27th Oct 2012 3:24pm | By Jonny Newton
Burning across the towering red dunes of the Namib Desert is unlike anything I’ve ever done before; or, indeed, am ever likely to do again.
Looking out across the endless sandscape, its vivid palette and unearthly emptiness make me feel like I’m on another planet altogether.
It’d be almost serene if I hadn’t chosen to explore what are among the world’s tallest dunes in the fastest, most exhilarating and loudest manner possible – on a quad bike.
After what amounts to a perfunctory briefing and token explanation of how to operate my manual six-geared beast, I speed off into this sandy playground, throwing myself into the belly of dunes, before hurling my machine up their sides and riding the ridges.
This is no gentle trundle around the park – the sea of dunes that make up the Namib Desert can reach heights of around 325m. That’s why the most popular sport in these parts is sandboarding – daredevils often hit speeds of 80kmph as they slide down.
However, having never been much cop on a board, I’ve plumped for some motorised action instead.
Hemmed by the blustery Atlantic and the ‘Skeleton Coast’ (so-named for the whale and seal bones that covered the shore when the whaling industry was active), this area is usually accessed from the seaboard town of Swakopmund, which has a reputation as Southern Africa’s ‘adventure centre’ to uphold. And it does not disappoint.
Aside from getting sandy, there’s a raft of other adrenaline-inducing opportunities, from sky diving to shark fishing.
But, ultimately, it is the dunes that people come here for, and after my day of hurtling up and down them, I can absolutely appreciate why.
As the sun starts to sink, long shadows accentuate the summits, and I soak up expansive views deep into the desert and far across the ocean. It is a truly special, one-of-a-kind experience.
Namibia is relatively new to this world, in that it only gained independence from South Africa in 1990.
It has gone from being oppressed under SA’s apartheid rule to introducing a parliamentary democracy as Namibia and, in an even more progressive move, is one of the few countries in the world to have conservation and protection of natural resources in its constitution.
This fascinating blend of preserving tradition and moving forwards with the modern world is perhaps encompassed most surreally in my next adventure. Scoring an invite into the homes of the Himba people is often a highlight for travellers to Namibia.
This ethnic group of cattle herders has pointedly welcomed tourism in recent years and, unlike many ‘cultural villages’ on the tourist trail, where tribespeople are bussed in for a day of trite ceremonial dancing to amuse visitors, the Himba welcome backpack-saddled wanderers into their real homes.
However, my experience with the Himba proves to be even more illuminating.

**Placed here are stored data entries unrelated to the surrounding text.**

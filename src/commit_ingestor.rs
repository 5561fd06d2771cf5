//! Commit history ingestion
//!
//! Parses `hash:tree:author:date:message` lines into [`Commit`] records and
//! bulk-inserts them into a [`CommitStore`] without ever duplicating a hash.

use serde::Serialize;
use std::sync::atomic::{AtomicUsize, Ordering};
use tracing::{debug, info, instrument, warn};

use crate::error::{CommitParseError, IngestError};
use crate::observability::{record_metric, Counter};
use crate::stores::{CommitStore, InsertOutcome};
use crate::types::Commit;

const FIELD_COUNT: usize = 5;

/// Well-formed commits plus the lines that could not be parsed
#[derive(Debug, Clone, Default, PartialEq, Eq)]
pub struct ParsedCommits {
    pub commits: Vec<Commit>,
    pub rejected: Vec<CommitParseError>,
}

/// Counts from one ingestion batch
#[derive(Debug, Clone, Copy, Default, PartialEq, Eq, Serialize)]
pub struct IngestResult {
    pub inserted: usize,
    pub skipped_duplicates: usize,
    /// Lines rejected by the parser before reaching the store
    pub malformed_lines: usize,
}

/// Parse one raw commit line. Only the first four colons delimit fields; any
/// further colons stay in the message.
pub fn parse_commit_line(line_number: usize, line: &str) -> Result<Commit, CommitParseError> {
    let line = line.trim_end_matches(['\r', '\n']);
    let fields: Vec<&str> = line.splitn(FIELD_COUNT, ':').collect();

    match fields.as_slice() {
        [hash, tree, author, date, message] if !hash.is_empty() => Ok(Commit {
            hash: hash.to_string(),
            tree: tree.to_string(),
            author: author.to_string(),
            date: date.to_string(),
            message: message.to_string(),
        }),
        _ => Err(CommitParseError::MalformedCommitLine {
            line_number,
            line: line.to_string(),
            fields: fields.len(),
        }),
    }
}

/// Parse every line, keeping well-formed commits and logging the rest.
/// Blank lines are ignored.
pub fn parse<I, S>(raw_lines: I) -> ParsedCommits
where
    I: IntoIterator<Item = S>,
    S: AsRef<str>,
{
    let mut parsed = ParsedCommits::default();

    for (index, line) in raw_lines.into_iter().enumerate() {
        let line = line.as_ref();
        if line.trim().is_empty() {
            continue;
        }
        match parse_commit_line(index + 1, line) {
            Ok(commit) => parsed.commits.push(commit),
            Err(err) => {
                warn!("Skipping commit line: {}", err);
                parsed.rejected.push(err);
            }
        }
    }

    parsed
}

/// Commits handed to one [`CommitStore::insert_many`] call
pub const INSERT_BATCH_SIZE: usize = 500;

/// Running totals of an ingestion, readable by a caller that stopped waiting
/// before the batch completed
#[derive(Debug, Default)]
pub struct IngestProgress {
    inserted: AtomicUsize,
    skipped_duplicates: AtomicUsize,
    failed: AtomicUsize,
}

impl IngestProgress {
    pub fn inserted(&self) -> usize {
        self.inserted.load(Ordering::Relaxed)
    }

    pub fn skipped_duplicates(&self) -> usize {
        self.skipped_duplicates.load(Ordering::Relaxed)
    }

    /// Commits with a final outcome so far
    pub fn processed(&self) -> usize {
        self.inserted() + self.skipped_duplicates() + self.failed.load(Ordering::Relaxed)
    }
}

/// Insert commits, treating duplicate hashes as expected and skipping them.
///
/// The unique index on `hash` is ensured first. A non-duplicate failure on any
/// document does not stop the rest of the batch, but is reported as
/// [`IngestError::IngestFailure`] once the batch completes.
pub async fn ingest<S>(commits: &[Commit], store: &S) -> Result<IngestResult, IngestError>
where
    S: CommitStore + ?Sized,
{
    ingest_with_progress(commits, store, &IngestProgress::default()).await
}

/// [`ingest`], writing in chunks of [`INSERT_BATCH_SIZE`] and publishing
/// counts to `progress` after every chunk
#[instrument(skip(commits, store, progress), fields(count = commits.len()))]
pub async fn ingest_with_progress<S>(
    commits: &[Commit],
    store: &S,
    progress: &IngestProgress,
) -> Result<IngestResult, IngestError>
where
    S: CommitStore + ?Sized,
{
    store
        .ensure_unique_index()
        .await
        .map_err(|e| IngestError::IngestFailure {
            reason: format!("failed to ensure unique index on hash: {e:#}"),
            inserted: 0,
            failed: commits.len(),
        })?;

    let mut result = IngestResult::default();
    let mut failures = Vec::new();
    let mut failed = 0;

    for chunk in commits.chunks(INSERT_BATCH_SIZE) {
        let outcomes = match store.insert_many(chunk).await {
            Ok(outcomes) => outcomes,
            Err(e) => {
                warn!(size = chunk.len(), "Commit batch failed: {:#}", e);
                failures.push(format!("batch starting at {}: {e:#}", chunk[0].hash));
                failed += chunk.len();
                progress.failed.fetch_add(chunk.len(), Ordering::Relaxed);
                continue;
            }
        };

        let (mut inserted, mut skipped) = (0, 0);
        for (commit, outcome) in chunk.iter().zip(outcomes) {
            match outcome {
                InsertOutcome::Inserted => inserted += 1,
                InsertOutcome::Duplicate => {
                    debug!(hash = %commit.hash, "Commit already stored");
                    skipped += 1;
                }
                InsertOutcome::Failed(reason) => {
                    failures.push(format!("{}: {}", commit.hash, reason));
                    failed += 1;
                    progress.failed.fetch_add(1, Ordering::Relaxed);
                }
            }
        }

        result.inserted += inserted;
        result.skipped_duplicates += skipped;
        progress.inserted.fetch_add(inserted, Ordering::Relaxed);
        progress
            .skipped_duplicates
            .fetch_add(skipped, Ordering::Relaxed);
        record_metric(Counter::CommitsInserted, inserted as u64);
        record_metric(Counter::DuplicatesSkipped, skipped as u64);
    }

    if !failures.is_empty() {
        return Err(IngestError::IngestFailure {
            reason: failures.join("; "),
            inserted: result.inserted,
            failed,
        });
    }

    info!(
        inserted = result.inserted,
        skipped = result.skipped_duplicates,
        "Commit ingestion complete"
    );
    Ok(result)
}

Because I’ve doggedly driven through miles of featureless scrub to Otjikandero Himba Orphan Village Project in Kaokoland, northern Namibia, to meet Jaco Burger, a white Afrikaans goat farmer, local chief of the black semi-nomadic Himba people, and gay rights campaigner.
The story of this thirty-something, openly gay farmer is pure Hollywood. As a child, Burger struck up friendships with Himba workers on his father’s farm, and later in life was ‘adopted’ into the tribe by a chief.